We measure routing-action F1, not authorship certainty.
VeracityAPI is judged on whether an agent routes content to the right next action: allow, revise, human_review, or reject. The first published seed benchmark contains 500 labeled text samples across firsthand human writing, dry factual human writing, generic AI slop, polished AI-with-specifics, and edge/adversarial mixed cases.
Balanced five-slice text corpus in data/evals/veracityapi_seed_corpus_500.jsonl.
Seed v0.1 action agreement on allow / revise / human_review labels.
Macro F1 across supported routing actions; reject has zero support in this seed set.
Confusion matrix
| Expected → Predicted | allow | revise | human_review | reject |
|---|---|---|---|---|
| allow | 190 | 10 | 0 | 0 |
| revise | 20 | 175 | 5 | 0 |
| human_review | 0 | 25 | 75 | 0 |
| reject | 0 | 0 | 0 | 0 |
Artifacts: data/evals/veracityapi_seed_results_v0_1.json, data/evals/veracityapi_seed_metrics_v0_1.csv, and scripts/evals-summary.mjs. This is a transparent seed calibration asset, not a forensic benchmark certification.
Per-action metrics
| Action | Precision | Recall | F1 | Support |
|---|---|---|---|---|
| allow | 0.905 | 0.950 | 0.927 | 200 |
| revise | 0.833 | 0.875 | 0.854 | 200 |
| human_review | 0.938 | 0.750 | 0.833 | 100 |
Dataset slices
- 100 human firsthand samples
- 100 dry factual human samples
- 100 generic AI slop samples
- 100 polished AI-with-specifics samples
- 100 edge/mixed/adversarial samples
Comparison scaffold
External comparison pending. Comparator columns are planned for GPTZero, Sapling, and an LLM judge. The metric will be routing-action F1, not detector-score accuracy.
External comparators
GPTZero, Sapling, and GPT-4o judge adapters are documented as planned comparator slots. They were not run in this shipment because no comparator keys were available in the local environment. The public claim remains routing-action F1, not AI-authorship proof; VeracityAPI reports workflow routing quality, not binary authorship evidence.
What this proves
The API contract is optimized for agents: inspect evidence, follow recommended_action, and measure reviewer agreement. The next iteration should replace seed expected labels with blind human labels and add competitor outputs where keys are available.
ESL / non-native English bias eval status
The next bias slice is a real human-writing benchmark for non-native English writers. It will not use synthetic LLM samples as a stand-in for ESL writing.
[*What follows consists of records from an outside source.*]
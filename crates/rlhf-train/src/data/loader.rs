//! Batched iteration over a rank's shard.

use candle_core::Device;
use rlhf_core::Result;

use crate::data::dataset::Dataset;
use crate::data::sampler::DistributedSampler;

pub struct DataLoader<D> {
    dataset: D,
    batch_size: usize,
    sampler: DistributedSampler,
    device: Device,
}

impl<D: Dataset> DataLoader<D> {
    pub fn new(dataset: D, batch_size: usize, sampler: DistributedSampler, device: &Device) -> Self {
        Self {
            dataset,
            batch_size: batch_size.max(1),
            sampler,
            device: device.clone(),
        }
    }

    /// Batches per epoch on this rank; the last one may be short.
    pub fn len(&self) -> usize {
        self.sampler.num_samples().div_ceil(self.batch_size)
    }

    pub fn is_empty(&self) -> bool {
        self.len() == 0
    }

    pub fn batch_size(&self) -> usize {
        self.batch_size
    }

    pub fn dataset(&self) -> &D {
        &self.dataset
    }

    pub fn iter(&self, epoch: u64) -> Batches<'_, D> {
        Batches {
            loader: self,
            indices: self.sampler.indices(epoch),
            pos: 0,
        }
    }
}

pub struct Batches<'a, D> {
    loader: &'a DataLoader<D>,
    indices: Vec<usize>,
    pos: usize,
}

impl<D: Dataset> Iterator for Batches<'_, D> {
    type Item = Result<D::Batch>;

    fn next(&mut self) -> Option<Self::Item> {
        if self.pos >= self.indices.len() {
            return None;
        }
        let end = (self.pos + self.loader.batch_size).min(self.indices.len());
        let items = self.indices[self.pos..end]
            .iter()
            .map(|&idx| self.loader.dataset.get_item(idx))
            .collect();
        self.pos = end;
        Some(self.loader.dataset.collate(items, &self.loader.device))
    }
}
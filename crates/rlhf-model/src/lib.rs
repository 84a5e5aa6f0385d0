//! # rlhf-model
//!
//! Models used by the PPO trainer, built on candle:
//!
//! - [`lm::CausalLm`]: decoder-only language model (actor and reference)
//! - [`score::ScoreLm`]: same backbone with a scalar head (reward and critic)
//! - [`tokenizer::TextTokenizer`]: padding-aware tokenizer wrapper
//! - [`generate`]: temperature / top-p / repetition-penalty sampling
//! - [`pretrained`]: model directory load and save

pub mod attention;
pub mod block;
pub mod config;
pub mod generate;
pub mod layers;
pub mod lm;
pub mod pretrained;
pub mod score;
pub mod tokenizer;

pub use config::ModelConfig;
pub use generate::{generate, GenerationConfig, LocalStop, StopSync};
pub use lm::CausalLm;
pub use pretrained::{load_pretrained, load_pretrained_score, LoadOptions, Pretrained};
pub use score::{last_valid_indices, ScoreLm, ScoreOutput};
pub use tokenizer::{batch_retokenize, PaddingSide, TextTokenizer};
Public false-positive rates stay unpublished until corpus licensing, speaker/writer metadata, native-language labels, and analysis artifacts are frozen.
Protocol scaffold: data/evals/esl-human-writing/README.md.
Known limits
- Seed labels are for workflow routing, not truth or authorship adjudication.
- Reject needs a dedicated abuse/spam corpus before reporting a meaningful reject F1.
- Image needs a separate labeled corpus before publishing comparable metrics.
- Scores should be paired with local policy and human escalation for high-stakes workflows.